>>>
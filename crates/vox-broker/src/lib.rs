//! # vox-broker
//!
//! The decision engine of the relay. For every inbound event it decides
//! whether the event is permitted, where it goes, and how the eventual reply
//! finds its way home.
//!
//! - [`WorkerRegistry`]: one connection per worker group, last writer wins
//! - [`RateLimiter`]: minimum spacing between a producer's admitted requests
//! - [`Router`]: language tag → worker group, plus the `store` mirror
//! - [`relay`]: result delivery to the originating producer
//! - [`Broker`]: connection lifecycle and per-event handling
//!
//! The broker is transport-agnostic: it consumes text frames and writes to
//! each connection's outbound queue.

#![deny(unsafe_code)]

pub mod broker;
pub mod connection;
pub mod connections;
pub mod errors;
pub mod telemetry;
pub mod protocol;
pub mod rate_limit;
pub mod registry;
pub mod relay;
pub mod router;

pub use broker::{Broker, BrokerConfig, Disposition};
pub use connection::{ClientConnection, Role};
pub use connections::ConnectionTable;
pub use errors::BrokerError;
pub use rate_limit::RateLimiter;
pub use registry::WorkerRegistry;
pub use router::{DispatchOutcome, Request, Router, RoutingTable};
//! End-to-end tests: a real server on an ephemeral port, driven over
//! `WebSocket` and HTTP.

use std::sync::Arc;
use std::time::Duration;

use futures::{SinkExt, StreamExt};
use serde_json::{Value, json};
use tokio::net::TcpStream;
use tokio_tungstenite::tungstenite::{Error as WsError, Message};
use tokio_tungstenite::{MaybeTlsStream, WebSocketStream, connect_async};
use vox_auth::{CredentialStore, SqliteCredentialStore};
use vox_broker::{Broker, BrokerConfig};
use vox_core::GroupName;
use vox_server::{ServerConfig, ServerHandle, VoxServer};

type Ws = WebSocketStream<MaybeTlsStream<TcpStream>>;

const SECRET: &str = "integration-admin-secret";
const WHISPER_KEY: &str = "vk_integration_whisper";

struct Harness {
    handle: ServerHandle,
    _dir: tempfile::TempDir,
}

impl Harness {
    async fn start(config: ServerConfig) -> Self {
        let dir = tempfile::tempdir().unwrap();
        let store = SqliteCredentialStore::open(&dir.path().join("credentials.db")).unwrap();
        store.issue(WHISPER_KEY, GroupName::Whisper).await.unwrap();
        let broker = Arc::new(Broker::new(BrokerConfig::default(), Arc::new(store)));
        let config = ServerConfig {
            host: "127.0.0.1".into(),
            port: 0,
            admin_secret: Some(SECRET.into()),
            ..config
        };
        let handle = VoxServer::new(config, broker).start().await.unwrap();
        Self { handle, _dir: dir }
    }

    fn http(&self, path: &str) -> String {
        format!("http://{}{path}", self.handle.addr())
    }

    async fn connect(&self) -> (Ws, String) {
        let (mut ws, _) = connect_async(format!("ws://{}/ws", self.handle.addr()))
            .await
            .unwrap();
        let greeting = next_event(&mut ws).await;
        assert_eq!(greeting["event"], "connected");
        let conn_id = greeting["data"]["connId"].as_str().unwrap().to_owned();
        (ws, conn_id)
    }

    async fn worker(&self, key: &str, group: &str) -> Ws {
        let (mut ws, _) = self.connect().await;
        send(
            &mut ws,
            json!({"event": "identify_worker", "data": {"key": key, "group": group}}),
        )
        .await;
        let ack = next_event(&mut ws).await;
        assert_eq!(ack, json!({"event": "worker_identified", "data": {"group": group}}));
        ws
    }
}

async fn send(ws: &mut Ws, frame: Value) {
    ws.send(Message::Text(frame.to_string().into())).await.unwrap();
}

async fn next_event(ws: &mut Ws) -> Value {
    loop {
        let msg = tokio::time::timeout(Duration::from_secs(5), ws.next())
            .await
            .expect("timed out waiting for frame")
            .expect("stream ended")
            .expect("websocket error");
        if let Message::Text(text) = msg {
            return serde_json::from_str(text.as_str()).unwrap();
        }
    }
}

/// Wait until the server closes the socket. Returns any text frames seen.
async fn wait_closed(ws: &mut Ws) -> Vec<Value> {
    let mut seen = Vec::new();
    loop {
        match tokio::time::timeout(Duration::from_secs(5), ws.next())
            .await
            .expect("socket was not closed")
        {
            Some(Ok(Message::Text(text))) => seen.push(serde_json::from_str(text.as_str()).unwrap()),
            Some(Ok(Message::Close(_)) | Err(_)) | None => return seen,
            Some(Ok(_)) => {}
        }
    }
}

async fn wait_for_unbound(harness: &Harness, group: GroupName) {
    for _ in 0..100 {
        if harness.handle.broker().registry().holder_of(group).is_none() {
            return;
        }
        tokio::time::sleep(Duration::from_millis(20)).await;
    }
    panic!("{group} slot was never released");
}

#[tokio::test]
async fn whisper_round_trip_over_websocket() {
    let harness = Harness::start(ServerConfig::default()).await;
    let mut whisper = harness.worker(WHISPER_KEY, "whisper").await;
    let (mut producer, producer_id) = harness.connect().await;

    send(
        &mut producer,
        json!({"event": "audio_request", "data": {"audioFloat32": [0.5, 0.25], "language": "malay-only"}}),
    )
    .await;

    let job = next_event(&mut whisper).await;
    assert_eq!(job["event"], "audio_to_worker");
    assert_eq!(job["data"]["originConnId"], producer_id.as_str());
    assert_eq!(job["data"]["audioFloat32"], json!([0.5, 0.25]));

    send(
        &mut whisper,
        json!({"event": "worker_result", "data": {"transcript": "apa khabar", "targetConnId": producer_id}}),
    )
    .await;
    assert_eq!(
        next_event(&mut producer).await,
        json!({"event": "transcription_result", "data": {"transcript": "apa khabar"}})
    );

    harness.handle.shutdown(Duration::from_secs(5)).await;
}

#[tokio::test]
async fn missing_worker_reports_unavailable() {
    let harness = Harness::start(ServerConfig::default()).await;
    let (mut producer, _) = harness.connect().await;

    send(
        &mut producer,
        json!({"event": "audio_request", "data": {"audioFloat32": [0.5], "language": "english-only"}}),
    )
    .await;
    assert_eq!(
        next_event(&mut producer).await,
        json!({
            "event": "transcription_error",
            "data": {"message": "Service for 'english-only' is unavailable."}
        })
    );
}

#[tokio::test]
async fn bad_credential_closes_socket() {
    let harness = Harness::start(ServerConfig::default()).await;
    let (mut ws, _) = harness.connect().await;

    send(
        &mut ws,
        json!({"event": "identify_worker", "data": {"key": WHISPER_KEY, "group": "wave2vec"}}),
    )
    .await;
    let frames = wait_closed(&mut ws).await;
    assert!(frames.is_empty());
    assert!(harness.handle.broker().registry().holder_of(GroupName::Wave2vec).is_none());
}

#[tokio::test]
async fn disconnect_releases_worker_slot() {
    let harness = Harness::start(ServerConfig::default()).await;
    let mut whisper = harness.worker(WHISPER_KEY, "whisper").await;
    assert!(harness.handle.broker().registry().holder_of(GroupName::Whisper).is_some());

    whisper.close(None).await.unwrap();
    wait_for_unbound(&harness, GroupName::Whisper).await;
}

#[tokio::test]
async fn connection_cap_refuses_upgrade() {
    let harness = Harness::start(ServerConfig {
        max_connections: 1,
        ..ServerConfig::default()
    })
    .await;
    let (_first, _) = harness.connect().await;

    let refused = connect_async(format!("ws://{}/ws", harness.handle.addr())).await;
    match refused {
        Err(WsError::Http(resp)) => assert_eq!(resp.status(), 503),
        Err(e) => panic!("expected 503, got {e}"),
        Ok(_) => panic!("upgrade beyond the cap was accepted"),
    }
}

#[tokio::test]
async fn concurrent_upgrades_respect_the_cap() {
    let harness = Harness::start(ServerConfig {
        max_connections: 2,
        ..ServerConfig::default()
    })
    .await;
    let url = format!("ws://{}/ws", harness.handle.addr());

    let attempts = (0..8).map(|_| connect_async(url.clone()));
    let results = futures::future::join_all(attempts).await;
    let mut accepted = Vec::new();
    for result in results {
        match result {
            Ok((ws, _)) => accepted.push(ws),
            Err(WsError::Http(resp)) => assert_eq!(resp.status(), 503),
            Err(e) => panic!("unexpected handshake error: {e}"),
        }
    }
    assert_eq!(accepted.len(), 2);

    // Closing one frees its slot.
    let mut closing = accepted.pop().unwrap();
    closing.close(None).await.unwrap();
    drop(closing);
    let mut reopened = None;
    for _ in 0..50 {
        if let Ok((ws, _)) = connect_async(url.clone()).await {
            reopened = Some(ws);
            break;
        }
        tokio::time::sleep(Duration::from_millis(20)).await;
    }
    assert!(reopened.is_some());
}

#[tokio::test]
async fn silent_client_is_dropped_by_heartbeat() {
    let harness = Harness::start(ServerConfig {
        heartbeat_interval: Duration::from_millis(50),
        heartbeat_timeout: Duration::from_millis(150),
        ..ServerConfig::default()
    })
    .await;
    // Never polling the stream means pings are never answered.
    let (_idle, _) = harness.connect().await;

    for _ in 0..100 {
        if harness.handle.broker().connections().count().await == 0 {
            return;
        }
        tokio::time::sleep(Duration::from_millis(20)).await;
    }
    panic!("idle connection was not closed");
}

#[tokio::test]
async fn admin_issued_key_identifies_worker() {
    let harness = Harness::start(ServerConfig::default()).await;
    let client = reqwest::Client::new();

    let resp = client
        .post(harness.http("/admin/keys"))
        .json(&json!({"group": "store", "adminSecret": SECRET}))
        .send()
        .await
        .unwrap();
    assert_eq!(resp.status(), 201);
    let body: Value = resp.json().await.unwrap();
    let key = body["apiKey"].as_str().unwrap().to_owned();

    let _store = harness.worker(&key, "store").await;

    let health: Value = client
        .get(harness.http("/health"))
        .send()
        .await
        .unwrap()
        .json()
        .await
        .unwrap();
    assert_eq!(health["workers"][2], json!({"group": "store", "bound": true}));

    let denied = client
        .post(harness.http("/admin/keys"))
        .json(&json!({"group": "store", "adminSecret": "wrong"}))
        .send()
        .await
        .unwrap();
    assert_eq!(denied.status(), 401);
}
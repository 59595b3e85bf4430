//! Branded ID newtypes for type safety.
//!
//! Connection identifiers are UUID v7 (time-ordered) strings with a `conn_`
//! prefix. They are process-unique and never reused.

use serde::{Deserialize, Serialize};
use std::fmt;
use uuid::Uuid;

macro_rules! branded_id {
    ($(#[$meta:meta])* $name:ident, $prefix:literal) => {
        $(#[$meta])*
        #[derive(Clone, Debug, PartialEq, Eq, Hash, PartialOrd, Ord, Serialize, Deserialize)]
        #[serde(transparent)]
        pub struct $name(String);

        impl $name {
            /// Create a new random ID (UUID v7, time-ordered).
            #[must_use]
            pub fn new() -> Self {
                Self(format!("{}_{}", $prefix, Uuid::now_v7()))
            }

            /// Return the inner string as a slice.
            #[must_use]
            pub fn as_str(&self) -> &str {
                &self.0
            }
        }

        impl Default for $name {
            fn default() -> Self {
                Self::new()
            }
        }

        impl AsRef<str> for $name {
            fn as_ref(&self) -> &str {
                &self.0
            }
        }

        impl fmt::Display for $name {
            fn fmt(&self, f: &mut fmt::Formatter<'_>) -> fmt::Result {
                f.write_str(&self.0)
            }
        }

        impl From<String> for $name {
            fn from(s: String) -> Self {
                Self(s)
            }
        }

        impl From<&str> for $name {
            fn from(s: &str) -> Self {
                Self(s.to_owned())
            }
        }
    };
}

branded_id! {
    /// Identifier of one transport connection, valid from accept to close.
    ConnId, "conn"
}
//! Routing table and rate-limit policy.

use std::collections::BTreeMap;

use serde::{Deserialize, Serialize};
use vox_core::GroupName;

/// Broker policy settings.
#[derive(Clone, Debug, Serialize, Deserialize)]
#[serde(rename_all = "camelCase", default)]
pub struct BrokerSettings {
    /// Minimum spacing between two admitted requests from one producer.
    pub min_request_interval_ms: u64,
    /// Language tag → transcription group.
    pub languages: BTreeMap<String, GroupName>,
}

impl Default for BrokerSettings {
    fn default() -> Self {
        let languages = BTreeMap::from([
            ("english-only".to_string(), GroupName::Wave2vec),
            ("malay-only".to_string(), GroupName::Whisper),
            ("malay-english".to_string(), GroupName::Whisper),
        ]);
        Self {
            min_request_interval_ms: 1000,
            languages,
        }
    }
}

#[cfg(test)]
mod tests {
    use super::*;

    #[test]
    fn default_language_table() {
        let cfg = BrokerSettings::default();
        assert_eq!(cfg.languages["english-only"], GroupName::Wave2vec);
        assert_eq!(cfg.languages["malay-only"], GroupName::Whisper);
        assert_eq!(cfg.languages["malay-english"], GroupName::Whisper);
        assert_eq!(cfg.languages.len(), 3);
    }

    #[test]
    fn unknown_group_fails_to_parse() {
        let json = r#"{"languages":{"tamil-only":"gpt"}}"#;
        let result: Result<BrokerSettings, _> = serde_json::from_str(json);
        assert!(result.is_err());
    }
}
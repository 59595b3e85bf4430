//! Group slot table.

use parking_lot::Mutex;
use vox_core::{ConnId, GroupName};

/// One slot per [`GroupName`], each holding at most one connection.
///
/// Binding overwrites (last writer wins). Unbinding only clears a slot when
/// the caller is still its holder, so a late disconnect from an evicted
/// worker cannot remove its replacement.
#[derive(Default)]
pub struct WorkerRegistry {
    slots: Mutex<[Option<ConnId>; GroupName::ALL.len()]>,
}

impl WorkerRegistry {
    /// Create an empty registry.
    pub fn new() -> Self {
        Self::default()
    }

    /// Put `conn` in the slot for `group`, returning the evicted holder.
    pub fn bind(&self, group: GroupName, conn: ConnId) -> Option<ConnId> {
        self.slots.lock()[group.index()].replace(conn)
    }

    /// Clear the slot for `group` if `conn` currently holds it.
    pub fn unbind(&self, group: GroupName, conn: &ConnId) -> bool {
        let mut slots = self.slots.lock();
        let slot = &mut slots[group.index()];
        if slot.as_ref() == Some(conn) {
            *slot = None;
            true
        } else {
            false
        }
    }

    /// Current holder of `group`.
    pub fn holder_of(&self, group: GroupName) -> Option<ConnId> {
        self.slots.lock()[group.index()].clone()
    }

    /// Every group with its holder, in slot order.
    pub fn snapshot(&self) -> Vec<(GroupName, Option<ConnId>)> {
        let slots = self.slots.lock();
        GroupName::ALL
            .iter()
            .map(|&group| (group, slots[group.index()].clone()))
            .collect()
    }
}
//! Structured logging with `tracing`.
//!
//! The relay logs to stderr only. `RUST_LOG` takes precedence over the level
//! configured in settings so operators can raise verbosity per module without
//! touching the settings file.

use serde::{Deserialize, Serialize};

/// Output format of the stderr subscriber.
#[derive(Clone, Copy, Debug, Default, PartialEq, Eq, Serialize, Deserialize)]
#[serde(rename_all = "lowercase")]
pub enum LogFormat {
    /// Human-readable single-line output.
    #[default]
    Compact,
    /// Newline-delimited JSON records.
    Json,
}

/// Initialize the global tracing subscriber.
///
/// Call once at application startup. Subsequent calls are no-ops.
///
/// # Arguments
///
/// * `level` - Default filter directive when `RUST_LOG` is unset.
/// * `format` - Output format.
pub fn init_subscriber(level: &str, format: LogFormat) {
    use tracing_subscriber::EnvFilter;

    let filter = EnvFilter::try_from_default_env().unwrap_or_else(|_| EnvFilter::new(level));

    let builder = tracing_subscriber::fmt()
        .with_env_filter(filter)
        .with_target(true)
        .with_writer(std::io::stderr);

    // try_init fails if a global subscriber is already set
    let _ = match format {
        LogFormat::Compact => builder.compact().try_init(),
        LogFormat::Json => builder.json().try_init(),
    };
}

/// Shorten a secret for logging: the first 6 characters followed by `…`.
pub fn redact(secret: &str) -> String {
    let prefix: String = secret.chars().take(6).collect();
    format!("{prefix}…")
}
<<<
_TASK OBJECTIVE_:
Among the lines of the preceding data, which ones hold the word "reopened"? List them.

_REPLY TO THE EXERCISE_:
    let mut reopened = None;
            reopened = Some(ws);
    assert!(reopened.is_some());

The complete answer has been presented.